» **What is required**
In the records below, find the line containing "if let Err(error) = tokio::signal::ctrl_c().await" and the line containing "failed to open"; please repeat exactly the lines from one to the other, both included, and nothing more.

⟨

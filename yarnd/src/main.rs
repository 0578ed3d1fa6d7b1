use std::path::PathBuf;
use std::sync::Arc;
use tracing_subscriber::{layer::SubscriberExt, util::SubscriberInitExt};
use yarnd::config::Config;
use yarnd::container::GameContainer;
use yarnd::dispatcher::Dispatcher;
use yarnd::io::{ChannelInputListener, Drivers};
use yarnd::net;
use yarnd::state::Formats;

/// What we return to the shell when the configuration cannot be loaded.
const EXIT_CONFIG_ERROR: i32 = 2;

#[tokio::main]
/// Loads the configuration, restores state if asked to, wires up the driver
/// registry, the container and the dispatcher, then serves NUL-framed JSON
/// requests until a termination signal arrives.
async fn main() {
    let config_path = std::env::args().nth(1).map(PathBuf::from);
    let config = match Config::load(config_path.as_deref()) {
        Ok(config) => Arc::new(config),
        Err(error) => {
            eprintln!("failed to load configuration: {error}");
            std::process::exit(EXIT_CONFIG_ERROR);
        }
    };

    init_tracing(&config);

    let drivers = match Drivers::new(&config) {
        Ok(drivers) => drivers,
        Err(error) => {
            tracing::error!(%error, "Driver setup failed.");
            std::process::exit(EXIT_CONFIG_ERROR);
        }
    };
    let formats = Arc::new(Formats::new());
    let container = GameContainer::new(Arc::clone(&config), Arc::clone(&drivers), formats);
    let dispatcher = Dispatcher::new(Arc::clone(&container), Arc::clone(&config));

    // An existing marker means the previous process never shut down cleanly.
    let marker = config
        .state
        .enabled
        .then(|| config.state_path().join(".running"));
    let crashed = marker.as_ref().is_some_and(|marker| marker.exists());

    if config.state.enabled
        && (config.state.auto_restore || (config.state.crash_recovery && crashed))
    {
        if crashed && !config.state.auto_restore {
            tracing::warn!("Unclean shutdown detected; recovering dumped games.");
        }
        if let Err(error) = container.restore().await {
            tracing::error!(%error, "Fleet restore failed.");
        }
    }

    if let Some(marker) = &marker {
        let write = std::fs::create_dir_all(config.state_path())
            .and_then(|_| std::fs::write(marker, b""));
        if let Err(error) = write {
            tracing::error!(?error, "Failed to write the crash marker.");
        }
    }

    // Input listeners feed externally produced commands into the buffers.
    let mut input_listeners = Vec::new();
    for name in &config.input.listeners {
        match name.as_str() {
            "channel" => {
                let listener = ChannelInputListener::new(
                    config.channel.input_channel.clone(),
                    config.channel.capacity,
                );
                listener.start(drivers.input());
                input_listeners.push(listener);
            }
            other => tracing::warn!(listener = other, "Unknown input listener."),
        }
    }

    let listeners = match net::bind(&config) {
        Ok(listeners) => listeners,
        Err(error) => {
            tracing::error!(%error, "Failed to bind.");
            std::process::exit(1);
        }
    };
    let _acceptors = net::serve(listeners, Arc::clone(&dispatcher), Arc::clone(&config));

    if let Err(error) = tokio::signal::ctrl_c().await {
        tracing::error!(?error, "Failed to wait for the shutdown signal.");
    }
    tracing::info!("Shutting down.");

    if config.state.enabled && config.state.dump_on_shutdown {
        container.dump().await;
    }
    container.shutdown().await;
    for listener in &input_listeners {
        listener.stop();
    }
    if let Some(marker) = &marker {
        let _ = std::fs::remove_file(marker);
    }
}

/// Sends traces to stdout, stderr or a log file, as configured. A file that
/// cannot be opened falls back to stderr rather than taking the daemon down.
fn init_tracing(config: &Config) {
    let filter = || {
        tracing_subscriber::EnvFilter::try_from_default_env()
            .unwrap_or_else(|_| format!("{}=info", env!("CARGO_CRATE_NAME")).into())
    };

    // The fmt layer's type changes with the writer, so each branch builds
    // its own stack.
    macro_rules! init_with_writer {
        ($writer:expr) => {
            tracing_subscriber::registry()
                .with(filter())
                .with(
                    tracing_subscriber::fmt::layer()
                        .with_file(true)
                        .with_line_number(true)
                        .with_target(true)
                        .with_thread_ids(true)
                        .with_thread_names(true)
                        .with_writer($writer),
                )
                .init()
        };
    }

    match config.logging.logto.as_str() {
        "stdout" => init_with_writer!(std::io::stdout),
        "stderr" => init_with_writer!(std::io::stderr),
        path => {
            let resolved = config.resolve_path(std::path::Path::new(path));
            match std::fs::OpenOptions::new()
                .create(true)
                .append(true)
                .open(&resolved)
            {
                Ok(file) => init_with_writer!(Arc::new(file)),
                Err(error) => {
                    eprintln!(
                        "WARNING: failed to open {} for writing ({error}); logging to stderr.",
                        resolved.display()
                    );
                    init_with_writer!(std::io::stderr);
                }
            }
        }
    }
}
//! The `game` scope: fleet-level game management.

use futures_util::future::BoxFuture;
use protocol::Method;
use serde_json::{Map, Value, json};
use std::path::Path;
use std::sync::Arc;

use crate::container::{GameContainer, STATE_DISABLED};
use crate::error::{Error, Result};
use crate::filter;
use crate::request;
use crate::response::Response;
use crate::scopes::{GAME_NOT_FOUND, ScopeController, unmatched};

pub const MISSING_REQUIRED_NAME: &str = "missing required name";
pub const INVALID_NAME: &str = "game name must be a string";
pub const MISSING_REQUIRED_DEFINITION: &str = "missing required definition path";
pub const INVALID_DEFINITION: &str = "game definition filename must be a string";
pub const DEFINITION_NOT_RELATIVE: &str = "definition path must be relative";
pub const MISSING_META: &str = "missing required meta key, value pairs";
pub const INVALID_META: &str = "meta values cannot be objects or arrays";
pub const INVALID_META_KEYS: &str = "invalid meta keys";
pub const INVALID_DELETE_DUMP_ARG: &str = "delete_dump must be a boolean value";
pub const DUMPED_GAME_NOT_FOUND: &str = "dumped game not found";
pub const INVALID_DUMPED_GAME_SLOT: &str = "game slot must be an unsigned integer";
pub const DUMPED_GAME_SLOT_NOT_FOUND: &str = "game slot not found";

const KNOWN_METHODS: &[Method] = &[Method::Get, Method::Post, Method::Set, Method::Delete];

pub struct GameController {
    container: Arc<GameContainer>,
}

impl GameController {
    pub fn new(container: Arc<GameContainer>) -> GameController {
        GameController { container }
    }

    async fn get_game(&self, args: &Value) -> Result<Response> {
        let id = request::game_id(args, "id")?;
        let wrapper = self
            .container
            .get_game(id)
            .ok_or_else(|| Error::NotFound(GAME_NOT_FOUND.to_string()))?;

        Ok(Response::ok()
            .with("id", id)
            .with("name", wrapper.name())
            .with("definition", wrapper.definition())
            .with("current_time", wrapper.game().time())
            .with("is_running", wrapper.game().is_running()))
    }

    async fn get_list(&self, args: &Value) -> Result<Response> {
        let include_meta = parse_meta_keys(args, "include_meta")?;
        let filters = match args.get("filters") {
            None => None,
            Some(raw) => Some(filter::parse_union(raw)?),
        };

        let ids = self.container.get_games(filters.as_ref())?;

        let mut games = Vec::new();
        for id in ids {
            // A game may vanish between the index query and here; skip it.
            let Some(wrapper) = self.container.get_game(id) else {
                continue;
            };

            let mut entry = Map::new();
            entry.insert("id".to_string(), Value::from(id));
            entry.insert("name".to_string(), Value::from(wrapper.name()));
            if let Some(keys) = &include_meta {
                for key in keys {
                    let value = wrapper.meta(key).await.unwrap_or_default();
                    entry.insert(key.clone(), Value::from(value));
                }
            }
            games.push(Value::Object(entry));
        }

        Ok(Response::ok().with("games", Value::Array(games)))
    }

    fn get_definitions(&self) -> Result<Response> {
        let root = self.container.config().definitions_path();
        let mut definitions = Vec::new();
        collect_files(&root, &root, &mut definitions)?;
        definitions.sort();

        Ok(Response::ok().with("definitions", definitions))
    }

    async fn get_statistics(&self, args: &Value) -> Result<Response> {
        let id = request::game_id(args, "id")?;
        let wrapper = self
            .container
            .get_game(id)
            .ok_or_else(|| Error::NotFound(GAME_NOT_FOUND.to_string()))?;

        let mut statistics = wrapper.game().statistics();
        if let Some(object) = statistics.as_object_mut() {
            object.remove("status");
        }

        Ok(Response::ok().with("statistics", statistics))
    }

    async fn get_meta(&self, args: &Value) -> Result<Response> {
        let id = request::game_id(args, "id")?;
        let keys = parse_meta_keys(args, "meta")?;
        let wrapper = self
            .container
            .get_game(id)
            .ok_or_else(|| Error::NotFound(GAME_NOT_FOUND.to_string()))?;

        let mut meta = Map::new();
        match keys {
            Some(keys) => {
                for key in keys {
                    let value = wrapper.meta(&key).await.unwrap_or_default();
                    meta.insert(key, Value::from(value));
                }
            }
            None => {
                for (key, value) in wrapper.meta_all().await {
                    meta.insert(key, Value::from(value));
                }
            }
        }

        Ok(Response::ok().with("meta", Value::Object(meta)))
    }

    async fn set_meta(&self, args: &Value) -> Result<Response> {
        let id = request::game_id(args, "id")?;
        let Some(Value::Object(pairs)) = args.get("meta") else {
            return Err(Error::Invalid(MISSING_META.to_string()));
        };

        let wrapper = self
            .container
            .get_game(id)
            .ok_or_else(|| Error::NotFound(GAME_NOT_FOUND.to_string()))?;

        let mut rendered = Vec::with_capacity(pairs.len());
        for (key, value) in pairs {
            let value = request::scalar_to_string(value)
                .ok_or_else(|| Error::Invalid(INVALID_META.to_string()))?;
            rendered.push((key.clone(), value));
        }

        // Atomic per key; the batch as a whole is not.
        for (key, value) in rendered {
            wrapper.set_meta(&key, &value).await;
        }

        Ok(Response::ok())
    }

    async fn start_game(&self, args: &Value) -> Result<Response> {
        let id = request::game_id(args, "id")?;
        self.container.start_game(id).await?;
        Ok(Response::ok())
    }

    async fn stop_game(&self, args: &Value) -> Result<Response> {
        let id = request::game_id(args, "id")?;
        self.container.stop_game(id).await?;
        Ok(Response::ok())
    }

    async fn get_time(&self, args: &Value) -> Result<Response> {
        let id = request::game_id(args, "id")?;
        let wrapper = self
            .container
            .get_game(id)
            .ok_or_else(|| Error::NotFound(GAME_NOT_FOUND.to_string()))?;
        Ok(Response::ok().with("current_time", wrapper.game().time()))
    }

    async fn get_is_running(&self, args: &Value) -> Result<Response> {
        let id = request::game_id(args, "id")?;
        let wrapper = self
            .container
            .get_game(id)
            .ok_or_else(|| Error::NotFound(GAME_NOT_FOUND.to_string()))?;
        Ok(Response::ok().with("is_running", wrapper.game().is_running()))
    }

    /// With an id: the save slots of that game. Without: every dumped game id.
    async fn get_dump_list(&self, args: &Value) -> Result<Response> {
        match request::optional_u64(args, "id", request::INVALID_GAME_ID)? {
            Some(id) => {
                let slots = self.container.dumped_game_slots(id)?;
                let slots: Vec<Value> = slots
                    .into_iter()
                    .map(|(slot, timestamp)| json!({"slot": slot, "timestamp": timestamp}))
                    .collect();
                Ok(Response::ok().with("slots", Value::Array(slots)))
            }
            None => {
                let ids = self.container.dumped_game_ids()?;
                Ok(Response::ok().with("games", ids))
            }
        }
    }

    /// Read-only details of a dumped game, or of one of its slots.
    async fn get_dump(&self, args: &Value) -> Result<Response> {
        let id = request::game_id(args, "id")?;
        let slot = request::optional_u64(args, "slot", INVALID_DUMPED_GAME_SLOT)?;

        let meta = self.container.dumped_game(id)?;
        let mut response = Response::ok()
            .with("id", meta.id)
            .with("name", meta.name)
            .with("definition", meta.definition)
            .with("created", meta.created);

        if let Some(slot) = slot {
            let (timestamp, format) = self.container.dumped_game_slot(id, slot)?;
            response = response
                .with("slot", slot)
                .with("timestamp", timestamp)
                .with("format", format);
        }

        Ok(response)
    }

    async fn dump_game(&self, args: &Value) -> Result<Response> {
        if !self.container.config().state.enabled {
            return Err(Error::Unsupported(STATE_DISABLED.to_string()));
        }

        let id = request::game_id(args, "id")?;
        let wrapper = self
            .container
            .get_game(id)
            .ok_or_else(|| Error::NotFound(GAME_NOT_FOUND.to_string()))?;

        let slot = wrapper.dump().await?;
        Ok(Response::ok().with("slot", slot))
    }

    async fn restore_game(&self, args: &Value) -> Result<Response> {
        let id = request::game_id(args, "id")?;
        let slot = request::optional_u64(args, "slot", INVALID_DUMPED_GAME_SLOT)?;

        let restored = self.container.restore_game(id, slot).await?;
        Ok(Response::ok().with("slot", restored))
    }

    async fn create_game(&self, args: &Value) -> Result<Response> {
        let name = request::required_str(args, "name", MISSING_REQUIRED_NAME, INVALID_NAME)?
            .trim()
            .to_string();
        if name.is_empty() {
            return Err(Error::Invalid(MISSING_REQUIRED_NAME.to_string()));
        }

        let definition = request::required_str(
            args,
            "definition",
            MISSING_REQUIRED_DEFINITION,
            INVALID_DEFINITION,
        )?
        .trim()
        .to_string();
        if Path::new(&definition).is_absolute() {
            return Err(Error::Invalid(DEFINITION_NOT_RELATIVE.to_string()));
        }

        // Any further scalar argument pre-seeds the game's meta.
        let mut meta = Vec::new();
        if let Value::Object(fields) = args {
            for (key, value) in fields {
                if key == "name" || key == "definition" {
                    continue;
                }
                let value = request::scalar_to_string(value)
                    .ok_or_else(|| Error::Invalid(INVALID_META.to_string()))?;
                meta.push((key.clone(), value));
            }
        }

        let id = self.container.create_game(&definition, &name, &meta)?;
        Ok(Response::ok().with("id", id))
    }

    async fn destroy_game(&self, args: &Value) -> Result<Response> {
        let id = request::game_id(args, "id")?;
        let delete_dump =
            request::optional_bool(args, "delete_dump", INVALID_DELETE_DUMP_ARG)?.unwrap_or(true);

        if self.container.get_game(id).is_none() {
            return Err(Error::NotFound(GAME_NOT_FOUND.to_string()));
        }

        self.container.destroy_game(id, delete_dump).await;
        Ok(Response::ok())
    }

    /// Deletes a dumped game's whole history, or one slot of it.
    async fn destroy_dump(&self, args: &Value) -> Result<Response> {
        let id = request::game_id(args, "id")?;
        match request::optional_u64(args, "slot", INVALID_DUMPED_GAME_SLOT)? {
            Some(slot) => self.container.destroy_dump_slot(id, slot)?,
            None => self.container.destroy_dump(id)?,
        }
        Ok(Response::ok())
    }
}

/// Parses an optional array-of-strings argument naming meta keys.
fn parse_meta_keys(args: &Value, key: &str) -> Result<Option<Vec<String>>> {
    match args.get(key) {
        None => Ok(None),
        Some(Value::Array(entries)) => {
            let mut keys = Vec::with_capacity(entries.len());
            for entry in entries {
                let Some(name) = entry.as_str() else {
                    return Err(Error::Invalid(INVALID_META_KEYS.to_string()));
                };
                keys.push(name.to_string());
            }
            Ok(Some(keys))
        }
        Some(_) => Err(Error::Invalid(INVALID_META_KEYS.to_string())),
    }
}

/// Collects every file below `directory` as a path relative to `root`.
fn collect_files(root: &Path, directory: &Path, found: &mut Vec<String>) -> Result<()> {
    for entry in std::fs::read_dir(directory)? {
        let entry = entry?;
        let path = entry.path();
        if path.is_dir() {
            collect_files(root, &path, found)?;
        } else if let Ok(relative) = path.strip_prefix(root) {
            found.push(relative.to_string_lossy().into_owned());
        }
    }
    Ok(())
}

impl ScopeController for GameController {
    fn name(&self) -> &str {
        "game"
    }

    fn resolve<'a>(
        &'a self,
        method: Method,
        action: &'a str,
        args: &'a Value,
    ) -> BoxFuture<'a, Response> {
        Box::pin(async move {
            let result = match (method, action) {
                (Method::Get, "default") => self.get_game(args).await,
                (Method::Get, "list") => self.get_list(args).await,
                (Method::Get, "definitions") => self.get_definitions(),
                (Method::Get, "statistics") => self.get_statistics(args).await,
                (Method::Get, "meta") => self.get_meta(args).await,
                (Method::Get, "time") => self.get_time(args).await,
                (Method::Get, "is_running") => self.get_is_running(args).await,
                (Method::Get, "dumplist") => self.get_dump_list(args).await,
                (Method::Get, "dump") => self.get_dump(args).await,
                (Method::Post, "default") => self.create_game(args).await,
                (Method::Post, "dump") => self.dump_game(args).await,
                (Method::Post, "restore") => self.restore_game(args).await,
                (Method::Set, "meta") => self.set_meta(args).await,
                (Method::Set, "start") => self.start_game(args).await,
                (Method::Set, "stop") => self.stop_game(args).await,
                (Method::Delete, "default") => self.destroy_game(args).await,
                (Method::Delete, "dump") => self.destroy_dump(args).await,
                _ => return unmatched(KNOWN_METHODS, method, action),
            };
            result.into()
        })
    }
}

⟩

» **Result of this exercise**
    if let Err(error) = tokio::signal::ctrl_c().await {
        tracing::error!(?error, "Failed to wait for the shutdown signal.");
    }
    tracing::info!("Shutting down.");

    if config.state.enabled && config.state.dump_on_shutdown {
        container.dump().await;
    }
    container.shutdown().await;
    for listener in &input_listeners {
        listener.stop();
    }
    if let Some(marker) = &marker {
        let _ = std::fs::remove_file(marker);
    }
}

/// Sends traces to stdout, stderr or a log file, as configured. A file that
/// cannot be opened falls back to stderr rather than taking the daemon down.
fn init_tracing(config: &Config) {
    let filter = || {
        tracing_subscriber::EnvFilter::try_from_default_env()
            .unwrap_or_else(|_| format!("{}=info", env!("CARGO_CRATE_NAME")).into())
    };

    // The fmt layer's type changes with the writer, so each branch builds
    // its own stack.
    macro_rules! init_with_writer {
        ($writer:expr) => {
            tracing_subscriber::registry()
                .with(filter())
                .with(
                    tracing_subscriber::fmt::layer()
                        .with_file(true)
                        .with_line_number(true)
                        .with_target(true)
                        .with_thread_ids(true)
                        .with_thread_names(true)
                        .with_writer($writer),
                )
                .init()
        };
    }

    match config.logging.logto.as_str() {
        "stdout" => init_with_writer!(std::io::stdout),
        "stderr" => init_with_writer!(std::io::stderr),
        path => {
            let resolved = config.resolve_path(std::path::Path::new(path));
            match std::fs::OpenOptions::new()
                .create(true)
                .append(true)
                .open(&resolved)
            {
                Ok(file) => init_with_writer!(Arc::new(file)),
                Err(error) => {
                    eprintln!(
                        "WARNING: failed to open {} for writing ({error}); logging to stderr.",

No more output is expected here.